■ **WHAT THIS TASK INVOLVES**
Report each line of the entries below that has the word "RunOptions" in it.

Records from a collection

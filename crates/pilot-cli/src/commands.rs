//! Command implementations

use std::path::PathBuf;
use std::sync::Arc;

use anyhow::{bail, Context, Result};
use llm_core::HttpChatClient;
use pilot_engine::batch::{BatchMode, BatchRunner};
use pilot_engine::config::CONFIG_FILE_NAME;
use pilot_engine::deps::resolve as resolve_chain;
use pilot_engine::replay::{replay as replay_steps, ReplayStatus};
use pilot_engine::rpc::{LocalProvisioner, PeerProvisioner, RpcChannel};
use pilot_engine::store::{JsonStore, UnitGraph, UnitStore};
use pilot_engine::tools::builtin::BrowserTool;
use pilot_engine::tools::dispatcher::Dispatcher;
use pilot_engine::tools::registry::ToolRegistry;
use pilot_engine::tools::ToolContext;
use pilot_engine::{EngineConfig, SessionController, SessionEvent, SessionStatus, StartRequest};
use tracing::warn;

/// Everything a command needs, built from the effective config
struct Engine {
    config: EngineConfig,
    store: Arc<JsonStore>,
}

impl Engine {
    fn load() -> Result<Self> {
        let config = EngineConfig::load().context("Failed to load pilot.toml")?;
        let store = Arc::new(JsonStore::open(&config.store.dir)?);
        Ok(Self { config, store })
    }

    fn provisioner(&self) -> LocalProvisioner {
        LocalProvisioner::new(&self.config.peer.root)
            .with_live_url_template(self.config.peer.live_url_template.clone())
    }

    fn controller(&self) -> Result<SessionController> {
        let provider = HttpChatClient::new(self.config.llm.clone())
            .context("Failed to create LLM client")?;
        Ok(SessionController::new(
            self.config.clone(),
            Arc::new(provider),
            Arc::new(self.provisioner()),
            self.store.clone(),
            Some(self.store.clone()),
        ))
    }
}

/// Options of `pilot run`
pub struct RunOptions {
    pub unit: Option<String>,
    pub user: Option<String>,
    pub tenant: Option<String>,
    pub max_steps: Option<u64>,
    pub json: bool,
}

/// Build the start request for `pilot run`
pub fn start_request(prompt: &str, options: &RunOptions) -> StartRequest {
    let mut request = StartRequest::new(prompt);
    if let Some(unit) = &options.unit {
        request = request.with_unit(unit.as_str());
    }
    if let Some(user) = &options.user {
        request = request.with_user(user.as_str());
    }
    if let Some(tenant) = &options.tenant {
        request = request.with_tenant(tenant.as_str());
    }
    if let Some(max_steps) = options.max_steps {
        request = request.with_max_steps(max_steps);
    }
    request
}

pub async fn run(prompt: &str, options: RunOptions) -> Result<()> {
    if prompt.trim().is_empty() {
        bail!("A prompt is required");
    }
    let engine = Engine::load()?;
    let controller = engine.controller()?;

    let json = options.json;
    let (session_id, mut events) = controller.start(start_request(prompt, &options));
    let mut outcome = SessionStatus::Error;
    let mut interrupted = false;

    loop {
        tokio::select! {
            event = events.recv() => {
                let Some(event) = event else { break };
                if let Some(status) = event.terminal_status() {
                    outcome = status;
                }
                print_event(&event, json)?;
                if matches!(event, SessionEvent::Cleanup) {
                    break;
                }
            }
            _ = tokio::signal::ctrl_c(), if !interrupted => {
                interrupted = true;
                eprintln!("Interrupted, terminating session {}", session_id);
                if let Err(e) = controller.terminate(&session_id) {
                    warn!(error = %e, "Terminate failed");
                }
            }
        }
    }

    if outcome == SessionStatus::Error {
        bail!("Session {} ended with an error", session_id);
    }
    Ok(())
}

fn print_event(event: &SessionEvent, json: bool) -> Result<()> {
    if json {
        println!("{}", serde_json::to_string(event)?);
        return Ok(());
    }

    match event {
        SessionEvent::SessionCreated { session_id } => println!("Session {}", session_id),
        SessionEvent::PeerReady { peer_id, live_url } => match live_url {
            Some(url) => println!("Peer {} ready, live view: {}", peer_id, url),
            None => println!("Peer {} ready", peer_id),
        },
        SessionEvent::SetupCompleted { units } => println!("Setup replayed: {}", units.join(", ")),
        SessionEvent::StepStart { step, tools } => {
            let names: Vec<String> = tools
                .iter()
                .map(|t| match t.arguments["action"].as_str() {
                    Some(action) => format!("{}({})", t.name, action),
                    None => t.name.clone(),
                })
                .collect();
            println!("\n[step {}] {}", step, names.join(", "));
        }
        SessionEvent::StepComplete { record } => {
            if record.tool_calls.is_empty() && !record.thinking.is_empty() {
                println!("\n[step {}] {}", record.step, record.thinking);
            }
            for call in &record.tool_calls {
                let mark = if call.success { "ok" } else { "FAILED" };
                let first_line = call.result_preview.lines().next().unwrap_or_default();
                println!("  {} {}: {}", mark, call.tool, first_line);
            }
        }
        SessionEvent::Paused => println!("Paused"),
        SessionEvent::Resumed => println!("Resumed"),
        SessionEvent::Intervention { message, .. } => println!("Intervention: {}", message),
        SessionEvent::Terminated => println!("\nTerminated"),
        SessionEvent::Completed { steps, proven_steps } => {
            println!("\nCompleted after {} steps ({} proven steps)", steps, proven_steps)
        }
        SessionEvent::Error { message } => eprintln!("\nError: {}", message),
        SessionEvent::Initializing | SessionEvent::Executing | SessionEvent::Cleanup => {}
    }
    Ok(())
}

pub fn resolve(unit: &str) -> Result<()> {
    let engine = Engine::load()?;
    let chain = resolve_chain(&UnitGraph(engine.store.as_ref()), unit)?;

    println!("Before: {}", display_list(&chain.before));
    println!("After:  {}", display_list(&chain.after));
    Ok(())
}

fn display_list(ids: &[String]) -> String {
    if ids.is_empty() {
        "(none)".to_string()
    } else {
        ids.join(" -> ")
    }
}

pub async fn replay(unit_id: &str, json: bool) -> Result<()> {
    let engine = Engine::load()?;
    let unit = engine
        .store
        .load_unit(unit_id)?
        .with_context(|| format!("Unit not found: {}", unit_id))?;
    let steps = unit.steps();
    if steps.is_empty() {
        bail!("Unit {} has no proven steps", unit_id);
    }

    let session_id = format!("replay-{}", unit_id);
    let provisioner = engine.provisioner();
    let peer = provisioner.provision(&session_id).await?;

    let channel = Arc::new(RpcChannel::new(peer.fs.clone(), engine.config.channel.clone()));
    let mut registry = ToolRegistry::new();
    registry.register(BrowserTool::new(channel));
    let report = replay_steps(
        &Dispatcher::new(registry),
        &steps,
        &ToolContext::new(session_id.clone()),
    )
    .await;

    if let Err(e) = provisioner.release(&peer).await {
        warn!(error = %e, "Failed to release peer");
    }

    if json {
        println!("{}", serde_json::to_string_pretty(&report)?);
    } else {
        for call in &report.results {
            let mark = if call.success { "ok" } else { "FAILED" };
            println!(
                "  [{}] {} {}",
                call.step_index,
                mark,
                call.action.as_deref().unwrap_or(&call.tool_name)
            );
        }
        println!("\n{} passed, {} failed", report.passed, report.failed);
    }

    if report.status == ReplayStatus::Failed {
        bail!("Replay of {} failed", unit_id);
    }
    Ok(())
}

pub async fn batch(units: Vec<String>, parallel: bool, run_id: Option<String>) -> Result<()> {
    let engine = Engine::load()?;
    let runner = BatchRunner::new(engine.controller()?, engine.store.clone(), engine.store.clone());

    let run_id = run_id.unwrap_or_else(|| format!("run-{}", uuid::Uuid::new_v4()));
    let mode = if parallel {
        BatchMode::Parallel
    } else {
        BatchMode::Sequential
    };
    println!("Run {} ({} units, {:?})", run_id, units.len(), mode);

    let run = runner.execute(&run_id, &units, mode).await?;
    for (unit, result) in &run.units {
        println!(
            "  {:<24} {:<12} {}",
            unit,
            result.status.as_str(),
            result.session_id.as_deref().unwrap_or("-")
        );
    }

    let failed = run
        .units
        .values()
        .filter(|r| r.status != SessionStatus::Completed)
        .count();
    if failed > 0 {
        bail!("{} of {} units did not complete", failed, run.units.len());
    }
    Ok(())
}

pub fn config_init(local: bool) -> Result<()> {
    let path = if local {
        PathBuf::from(CONFIG_FILE_NAME)
    } else {
        EngineConfig::config_path()?
    };
    EngineConfig::create_default(&path)?;
    println!("Wrote {}", path.display());
    Ok(())
}

pub fn config_show() -> Result<()> {
    let mut config = EngineConfig::load()?;
    if !config.llm.api_key.is_empty() {
        config.llm.api_key = "<redacted>".to_string();
    }
    println!("{}", toml::to_string_pretty(&config).context("Failed to render config")?);
    Ok(())
}
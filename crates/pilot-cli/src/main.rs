//! pilot: run LLM-driven browser test sessions from the command line

mod commands;

use anyhow::Result;
use clap::{Parser, Subcommand};
use tracing_subscriber::EnvFilter;

#[derive(Debug, Parser)]
#[command(name = "pilot")]
#[command(about = "Agent execution engine for LLM-driven browser tests", version)]
#[command(propagate_version = true)]
struct Cli {
    /// Enable verbose output
    #[arg(short, long, global = true)]
    verbose: bool,

    #[command(subcommand)]
    command: Commands,
}

#[derive(Debug, Subcommand)]
enum Commands {
    /// Run one session from a prompt
    Run {
        /// What the agent should test
        prompt: Vec<String>,

        /// Unit under test; enables setup/teardown chains and saves proven steps
        #[arg(short, long)]
        unit: Option<String>,

        /// User the session runs for, stored on the session record
        #[arg(long)]
        user: Option<String>,

        /// Tenant the session runs for, stored on the session record
        #[arg(long)]
        tenant: Option<String>,

        /// Step budget (overrides config)
        #[arg(long)]
        max_steps: Option<u64>,

        /// Print events as JSON lines
        #[arg(long)]
        json: bool,
    },

    /// Show a unit's resolved setup and teardown chain
    Resolve {
        /// Unit id
        unit: String,
    },

    /// Replay a unit's proven steps without the LLM
    Replay {
        /// Unit id
        unit: String,

        /// Output as JSON
        #[arg(long)]
        json: bool,
    },

    /// Run several units and record the outcomes under one run id
    Batch {
        /// Unit ids
        #[arg(required = true)]
        units: Vec<String>,

        /// Run all units concurrently
        #[arg(long)]
        parallel: bool,

        /// Run id (generated when omitted)
        #[arg(long)]
        run_id: Option<String>,
    },

    /// Manage configuration
    Config {
        #[command(subcommand)]
        action: ConfigAction,
    },
}

#[derive(Debug, Subcommand)]
enum ConfigAction {
    /// Write a default configuration file
    Init {
        /// Write ./pilot.toml instead of the user config
        #[arg(long)]
        local: bool,
    },
    /// Print the effective configuration
    Show,
}

#[tokio::main]
async fn main() -> Result<()> {
    let cli = Cli::parse();

    let filter = match EnvFilter::try_from_default_env() {
        Ok(filter) => filter,
        Err(_) if cli.verbose => EnvFilter::new("debug"),
        Err(_) => EnvFilter::new("warn"),
    };
    tracing_subscriber::fmt().with_env_filter(filter).init();

    match cli.command {
        Commands::Run {
            prompt,
            unit,
            user,
            tenant,
            max_steps,
            json,
        } => {
            let options = commands::RunOptions {
                unit,
                user,
                tenant,
                max_steps,
                json,
            };
            commands::run(&prompt.join(" "), options).await
        }
        Commands::Resolve { unit } => commands::resolve(&unit),
        Commands::Replay { unit, json } => commands::replay(&unit, json).await,
        Commands::Batch {
            units,
            parallel,
            run_id,
        } => commands::batch(units, parallel, run_id).await,
        Commands::Config { action } => match action {
            ConfigAction::Init { local } => commands::config_init(local),
            ConfigAction::Show => commands::config_show(),
        },
    }
}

■ **EXERCISE SOLUTION**
pub struct RunOptions {
pub fn start_request(prompt: &str, options: &RunOptions) -> StartRequest {
pub async fn run(prompt: &str, options: RunOptions) -> Result<()> {
            let options = commands::RunOptions {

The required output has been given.